The money was fun. And I had so much, it could change the world. I don't mean a "personally finance a cure for cancer" level of change; more along the lines of funding an ad campaign to implant an idea of my choosing into a dozen million minds. But nothing on that scale happened. Multimillionaires are rarely without odd habits, and I was no exception. Buying everything in a vending machine, but never taking any of it out, instead leaving it all inside the machine in a heap—that was a fun trick. Nonchalantly tossing Benjamins to buskers and panhandlers, not even stopping to witness their reactions—another. However, the hollowness was impossible to deny. Such a staunch proponent of moral business practice should hold himself to a higher standard, I'd think to myself. And yet, each day, cash flowed without consequence. I couldn't muster anything real.

In 2048, I retired. I couldn't put on the suit anymore. I couldn't sign the checks anymore. Just reading my job description, I couldn't shake the dishonesty. My second-in-command took my place and my non-vital assets. I never asked or looked into what he did with them.

In the following decades, I withdrew further and further from modern society.
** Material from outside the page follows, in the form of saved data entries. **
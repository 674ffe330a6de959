//! Single-seed threshold clustering of per-acre prices.
//!
//! Each cluster is seeded by the first unassigned value and takes every other
//! unassigned value within `threshold` (relative to the seed) of it. Membership
//! is decided against the seed only, so members never attract further values.
//! The clusters partition the input: every value lands in exactly one cluster.

use serde::Serialize;

pub const DEFAULT_SIMILARITY_THRESHOLD: f64 = 0.25;

#[derive(Debug, Clone, PartialEq, Serialize)]
pub struct Cluster {
    pub seed: f64,
    /// Members in input order; the seed is always first.
    pub members: Vec<f64>,
}

impl Cluster {
    pub fn len(&self) -> usize {
        self.members.len()
    }

    pub fn is_empty(&self) -> bool {
        self.members.is_empty()
    }

    pub fn mean(&self) -> f64 {
        self.members.iter().sum::<f64>() / self.members.len() as f64
    }
}

/// Relative distance of `value` from `seed`. `seed` must be positive.
#[inline]
pub fn relative_difference(value: f64, seed: f64) -> f64 {
    (value - seed).abs() / seed
}

/// Partitions `prices` into clusters in seed order.
///
/// Values are expected to be positive; callers filter invalid observations first.
pub fn cluster_prices(prices: &[f64], threshold: f64) -> Vec<Cluster> {
    let mut assigned = vec![false; prices.len()];
    let mut clusters = Vec::new();

    for seed_idx in 0..prices.len() {
        if assigned[seed_idx] {
            continue;
        }
        assigned[seed_idx] = true;

        let seed = prices[seed_idx];
        let mut members = vec![seed];

        for (idx, &value) in prices.iter().enumerate().skip(seed_idx + 1) {
            if !assigned[idx] && relative_difference(value, seed) <= threshold {
                assigned[idx] = true;
                members.push(value);
            }
        }

        clusters.push(Cluster { seed, members });
    }

    clusters
}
Having given up my greatest opportunity to change it, I saw no gains in remaining a member. Staying would only expose me to problems I could no longer address. Where I could, I resisted and evaded the ceaseless marching-on of technology. But by 2095, I was residing in a hospital bed, as weak, old, and alone as the worst stereotypes portray fogeys.

I don't know what sort of funeral I received, if any. Who would have held it? At some point, somebody must have put me in a suit, though, since that's what I'm wearing now. And forever.